*** Input records ***

//! Climate entity backed by the refresh coordinator.

use std::sync::{Arc, Mutex, MutexGuard, Weak};

use tracing::{debug, info};

use crate::api::ThermostatApi;
use crate::coordinator::{Coordinator, SubscriptionId};
use crate::types::*;
use crate::{Error, Result};

pub const TARGET_TEMPERATURE_STEP: f64 = 1.0;
pub const HVAC_MODES: [HvacMode; 2] = [HvacMode::Heat, HvacMode::Off];

pub type StateCallback = Arc<dyn Fn(&ClimateState) + Send + Sync>;

#[derive(Debug, Clone)]
struct Local {
    device_id: String,
    name: String,
    hvac_mode: HvacMode,
    target_temperature: Option<f64>,
    current_temperature: Option<f64>,
}

/// The thermostat as the host sees it: a mode and two temperatures.
///
/// Local fields are copies taken when the coordinator publishes a snapshot
/// or when a write is accepted. Writes are read-modify-write against the
/// vendor, which only accepts whole state objects; another writer can land
/// between the read and the write and the vendor keeps the last one.
pub struct LuxClimate {
    api: Arc<dyn ThermostatApi>,
    coordinator: Arc<Coordinator>,
    local: Mutex<Local>,
    write_lock: tokio::sync::Mutex<()>,
    subscription: Mutex<Option<SubscriptionId>>,
    state_callbacks: Mutex<Vec<StateCallback>>,
}

impl LuxClimate {
    pub fn new(
        coordinator: Arc<Coordinator>,
        device_id: impl Into<String>,
        name: impl Into<String>,
    ) -> Arc<Self> {
        Arc::new(Self {
            api: Arc::clone(coordinator.api()),
            coordinator,
            local: Mutex::new(Local {
                device_id: device_id.into(),
                name: name.into(),
                hvac_mode: HvacMode::Off,
                target_temperature: None,
                current_temperature: None,
            }),
            write_lock: tokio::sync::Mutex::new(()),
            subscription: Mutex::new(None),
            state_callbacks: Mutex::new(Vec::new()),
        })
    }

    pub fn from_entry(coordinator: Arc<Coordinator>, entry: &EntryData) -> Arc<Self> {
        Self::new(coordinator, entry.device_id.clone(), entry.name.clone())
    }

    /// Register the host's "state changed" hook.
    pub fn on_state_changed(&self, f: impl Fn(&ClimateState) + Send + Sync + 'static) {
        lock(&self.state_callbacks).push(Arc::new(f));
    }

    /// Subscribe to coordinator updates. Idempotent.
    pub fn attach(self: &Arc<Self>) {
        let mut subscription = lock(&self.subscription);
        if subscription.is_some() {
            return;
        }
        let entity: Weak<Self> = Arc::downgrade(self);
        let id = self.coordinator.subscribe(move |snapshot| {
            if let Some(entity) = entity.upgrade() {
                entity.handle_coordinator_update(snapshot);
            }
        });
        *subscription = Some(id);
    }

    pub fn detach(&self) {
        if let Some(id) = lock(&self.subscription).take() {
            self.coordinator.unsubscribe(id);
        }
    }

    pub fn is_attached(&self) -> bool {
        lock(&self.subscription).is_some()
    }

    /// Attach and seed the initial state, from the coordinator's snapshot when
    /// there is one, otherwise straight from the device.
    pub async fn added(self: &Arc<Self>) -> Result<()> {
        self.attach();

        if let Some(snapshot) = self.coordinator.data() {
            self.handle_coordinator_update(&snapshot);
            return Ok(());
        }

        let device_id = self.unique_id();
        let raw = self.api.get_device_state(&device_id).await?;
        {
            let mut local = lock(&self.local);
            if let Some(code) = raw.system_mode() {
                local.hvac_mode = HvacMode::from_lux_code(code);
            }
            local.target_temperature = raw.hold_heat();
            local.current_temperature = raw.current_temp();
        }
        debug!(device = %device_id, "seeded state from device");
        self.write_state();
        Ok(())
    }

    pub fn handle_coordinator_update(&self, snapshot: &DeviceState) {
        {
            let mut local = lock(&self.local);
            local.device_id = snapshot.id.clone();
            local.name = snapshot.name.clone();
            local.hvac_mode = snapshot.hvac_mode;
            local.target_temperature = Some(snapshot.target_temperature);
            local.current_temperature = Some(snapshot.current_temperature);
        }
        info!(
            device = %snapshot.id,
            mode = %snapshot.hvac_mode,
            target = snapshot.target_temperature,
            "coordinator update"
        );
        self.write_state();
    }

    pub async fn set_hvac_mode(&self, mode: HvacMode) -> Result<()> {
        let write = self.write_lock.lock().await;
        let device_id = self.unique_id();

        let mut state = self.api.get_device_state(&device_id).await?;
        state.set_system_mode(mode);
        let response = self.api.set_device_state(&device_id, &state).await?;
        info!(device = %device_id, %mode, "set mode");

        {
            let mut local = lock(&self.local);
            local.hvac_mode = mode;
            if let Some(target) = response.hold_heat() {
                local.target_temperature = Some(target);
            }
        }
        self.write_state();
        drop(write);

        self.coordinator.request_refresh().await.map(|_| ())
    }

    pub async fn set_temperature(&self, temperature: f64) -> Result<()> {
        if !temperature.is_finite() {
            return Err(Error::Protocol(format!("invalid temperature: {temperature}")));
        }
        let write = self.write_lock.lock().await;
        let device_id = self.unique_id();

        let mut state = self.api.get_device_state(&device_id).await?;
        state.set_hold_heat(temperature);
        self.api.set_device_state(&device_id, &state).await?;
        info!(device = %device_id, temperature, "set temperature");

        // The echoed holdheat lags the request, so keep the requested value.
        lock(&self.local).target_temperature = Some(temperature);
        self.write_state();
        drop(write);

        self.coordinator.request_refresh().await.map(|_| ())
    }

    pub async fn turn_on(&self) -> Result<()> {
        self.set_hvac_mode(HvacMode::Heat).await
    }

    pub async fn turn_off(&self) -> Result<()> {
        self.set_hvac_mode(HvacMode::Off).await
    }

    pub fn unique_id(&self) -> String {
        lock(&self.local).device_id.clone()
    }

    pub fn name(&self) -> String {
        lock(&self.local).name.clone()
    }

    pub fn hvac_mode(&self) -> HvacMode {
        lock(&self.local).hvac_mode
    }

    pub fn hvac_modes(&self) -> &'static [HvacMode] {
        &HVAC_MODES
    }

    pub fn target_temperature(&self) -> Option<f64> {
        lock(&self.local).target_temperature
    }

    pub fn target_temperature_step(&self) -> f64 {
        TARGET_TEMPERATURE_STEP
    }

    pub fn current_temperature(&self) -> Option<f64> {
        lock(&self.local).current_temperature
    }

    pub fn temperature_unit(&self) -> TemperatureUnit {
        TemperatureUnit::Fahrenheit
    }

    pub fn supported_features(&self) -> ClimateFeatures {
        ClimateFeatures::TARGET_TEMPERATURE | ClimateFeatures::TURN_ON | ClimateFeatures::TURN_OFF
    }

    pub fn state(&self) -> ClimateState {
        let local = lock(&self.local).clone();
        ClimateState {
            unique_id: local.device_id,
            name: local.name,
            hvac_mode: local.hvac_mode,
            hvac_modes: HVAC_MODES.to_vec(),
            target_temperature: local.target_temperature,
            target_temperature_step: TARGET_TEMPERATURE_STEP,
            current_temperature: local.current_temperature,
            temperature_unit: self.temperature_unit(),
            supported_features: self.supported_features(),
        }
    }

    fn write_state(&self) {
        let state = self.state();
        let callbacks: Vec<StateCallback> = lock(&self.state_callbacks).clone();
        for cb in callbacks {
            cb(&state);
        }
    }
}

impl Drop for LuxClimate {
    fn drop(&mut self) {
        self.detach();
    }
}

fn lock<T>(m: &Mutex<T>) -> MutexGuard<'_, T> {
    m.lock().unwrap_or_else(|e| e.into_inner())
}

***

**Brief**
Each entry above is to be transcribed exactly as it was written.

**The answer**
//! Climate entity backed by the refresh coordinator.

use std::sync::{Arc, Mutex, MutexGuard, Weak};

use tracing::{debug, info};

use crate::api::ThermostatApi;
use crate::coordinator::{Coordinator, SubscriptionId};
use crate::types::*;
use crate::{Error, Result};

pub const TARGET_TEMPERATURE_STEP: f64 = 1.0;
pub const HVAC_MODES: [HvacMode; 2] = [HvacMode::Heat, HvacMode::Off];

pub type StateCallback = Arc<dyn Fn(&ClimateState) + Send + Sync>;

#[derive(Debug, Clone)]
struct Local {
    device_id: String,
    name: String,
    hvac_mode: HvacMode,
    target_temperature: Option<f64>,
    current_temperature: Option<f64>,
}

/// The thermostat as the host sees it: a mode and two temperatures.
///
/// Local fields are copies taken when the coordinator publishes a snapshot
/// or when a write is accepted. Writes are read-modify-write against the
/// vendor, which only accepts whole state objects; another writer can land
/// between the read and the write and the vendor keeps the last one.
pub struct LuxClimate {
    api: Arc<dyn ThermostatApi>,
    coordinator: Arc<Coordinator>,
    local: Mutex<Local>,
    write_lock: tokio::sync::Mutex<()>,
    subscription: Mutex<Option<SubscriptionId>>,
    state_callbacks: Mutex<Vec<StateCallback>>,
}

impl LuxClimate {
    pub fn new(
        coordinator: Arc<Coordinator>,
        device_id: impl Into<String>,
        name: impl Into<String>,
    ) -> Arc<Self> {
        Arc::new(Self {
            api: Arc::clone(coordinator.api()),
            coordinator,
            local: Mutex::new(Local {
                device_id: device_id.into(),
                name: name.into(),
                hvac_mode: HvacMode::Off,
                target_temperature: None,
                current_temperature: None,
            }),
            write_lock: tokio::sync::Mutex::new(()),
            subscription: Mutex::new(None),
            state_callbacks: Mutex::new(Vec::new()),
        })
    }

    pub fn from_entry(coordinator: Arc<Coordinator>, entry: &EntryData) -> Arc<Self> {
        Self::new(coordinator, entry.device_id.clone(), entry.name.clone())
    }

    /// Register the host's "state changed" hook.
    pub fn on_state_changed(&self, f: impl Fn(&ClimateState) + Send + Sync + 'static) {
        lock(&self.state_callbacks).push(Arc::new(f));
    }

    /// Subscribe to coordinator updates. Idempotent.
    pub fn attach(self: &Arc<Self>) {
        let mut subscription = lock(&self.subscription);
        if subscription.is_some() {
            return;
        }
        let entity: Weak<Self> = Arc::downgrade(self);
        let id = self.coordinator.subscribe(move |snapshot| {
            if let Some(entity) = entity.upgrade() {
                entity.handle_coordinator_update(snapshot);
            }
        });
        *subscription = Some(id);
    }

    pub fn detach(&self) {
        if let Some(id) = lock(&self.subscription).take() {
            self.coordinator.unsubscribe(id);
        }
    }

    pub fn is_attached(&self) -> bool {
        lock(&self.subscription).is_some()
    }

    /// Attach and seed the initial state, from the coordinator's snapshot when
    /// there is one, otherwise straight from the device.
    pub async fn added(self: &Arc<Self>) -> Result<()> {
        self.attach();

        if let Some(snapshot) = self.coordinator.data() {
            self.handle_coordinator_update(&snapshot);
            return Ok(());
        }

        let device_id = self.unique_id();
        let raw = self.api.get_device_state(&device_id).await?;
        {
            let mut local = lock(&self.local);
            if let Some(code) = raw.system_mode() {
                local.hvac_mode = HvacMode::from_lux_code(code);
            }
            local.target_temperature = raw.hold_heat();
            local.current_temperature = raw.current_temp();
        }
        debug!(device = %device_id, "seeded state from device");
        self.write_state();
        Ok(())
    }

    pub fn handle_coordinator_update(&self, snapshot: &DeviceState) {
        {
            let mut local = lock(&self.local);
            local.device_id = snapshot.id.clone();
            local.name = snapshot.name.clone();
            local.hvac_mode = snapshot.hvac_mode;
            local.target_temperature = Some(snapshot.target_temperature);
            local.current_temperature = Some(snapshot.current_temperature);
        }
        info!(
            device = %snapshot.id,
            mode = %snapshot.hvac_mode,
            target = snapshot.target_temperature,
            "coordinator update"
        );
        self.write_state();
    }

    pub async fn set_hvac_mode(&self, mode: HvacMode) -> Result<()> {
        let write = self.write_lock.lock().await;
        let device_id = self.unique_id();

        let mut state = self.api.get_device_state(&device_id).await?;
        state.set_system_mode(mode);
        let response = self.api.set_device_state(&device_id, &state).await?;
        info!(device = %device_id, %mode, "set mode");

        {
            let mut local = lock(&self.local);
            local.hvac_mode = mode;
            if let Some(target) = response.hold_heat() {
                local.target_temperature = Some(target);
            }
        }
        self.write_state();
        drop(write);

        self.coordinator.request_refresh().await.map(|_| ())
    }

    pub async fn set_temperature(&self, temperature: f64) -> Result<()> {
        if !temperature.is_finite() {
            return Err(Error::Protocol(format!("invalid temperature: {temperature}")));
        }
        let write = self.write_lock.lock().await;
        let device_id = self.unique_id();

        let mut state = self.api.get_device_state(&device_id).await?;
        state.set_hold_heat(temperature);
        self.api.set_device_state(&device_id, &state).await?;
        info!(device = %device_id, temperature, "set temperature");

        // The echoed holdheat lags the request, so keep the requested value.
        lock(&self.local).target_temperature = Some(temperature);
        self.write_state();
        drop(write);

        self.coordinator.request_refresh().await.map(|_| ())
    }

    pub async fn turn_on(&self) -> Result<()> {
        self.set_hvac_mode(HvacMode::Heat).await
    }

    pub async fn turn_off(&self) -> Result<()> {
        self.set_hvac_mode(HvacMode::Off).await
    }

    pub fn unique_id(&self) -> String {
        lock(&self.local).device_id.clone()
    }

    pub fn name(&self) -> String {
        lock(&self.local).name.clone()
    }

    pub fn hvac_mode(&self) -> HvacMode {
        lock(&self.local).hvac_mode
    }

    pub fn hvac_modes(&self) -> &'static [HvacMode] {
        &HVAC_MODES
    }

    pub fn target_temperature(&self) -> Option<f64> {
        lock(&self.local).target_temperature
    }

    pub fn target_temperature_step(&self) -> f64 {
        TARGET_TEMPERATURE_STEP
    }

    pub fn current_temperature(&self) -> Option<f64> {
        lock(&self.local).current_temperature
    }

    pub fn temperature_unit(&self) -> TemperatureUnit {
        TemperatureUnit::Fahrenheit
    }

    pub fn supported_features(&self) -> ClimateFeatures {
        ClimateFeatures::TARGET_TEMPERATURE | ClimateFeatures::TURN_ON | ClimateFeatures::TURN_OFF
    }

    pub fn state(&self) -> ClimateState {
        let local = lock(&self.local).clone();
        ClimateState {
            unique_id: local.device_id,
            name: local.name,
            hvac_mode: local.hvac_mode,
            hvac_modes: HVAC_MODES.to_vec(),
            target_temperature: local.target_temperature,
            target_temperature_step: TARGET_TEMPERATURE_STEP,
            current_temperature: local.current_temperature,
            temperature_unit: self.temperature_unit(),
            supported_features: self.supported_features(),
        }
    }

    fn write_state(&self) {
        let state = self.state();
        let callbacks: Vec<StateCallback> = lock(&self.state_callbacks).clone();
        for cb in callbacks {
            cb(&state);
        }
    }
}

impl Drop for LuxClimate {
    fn drop(&mut self) {
        self.detach();
    }
}

fn lock<T>(m: &Mutex<T>) -> MutexGuard<'_, T> {
    m.lock().unwrap_or_else(|e| e.into_inner())
}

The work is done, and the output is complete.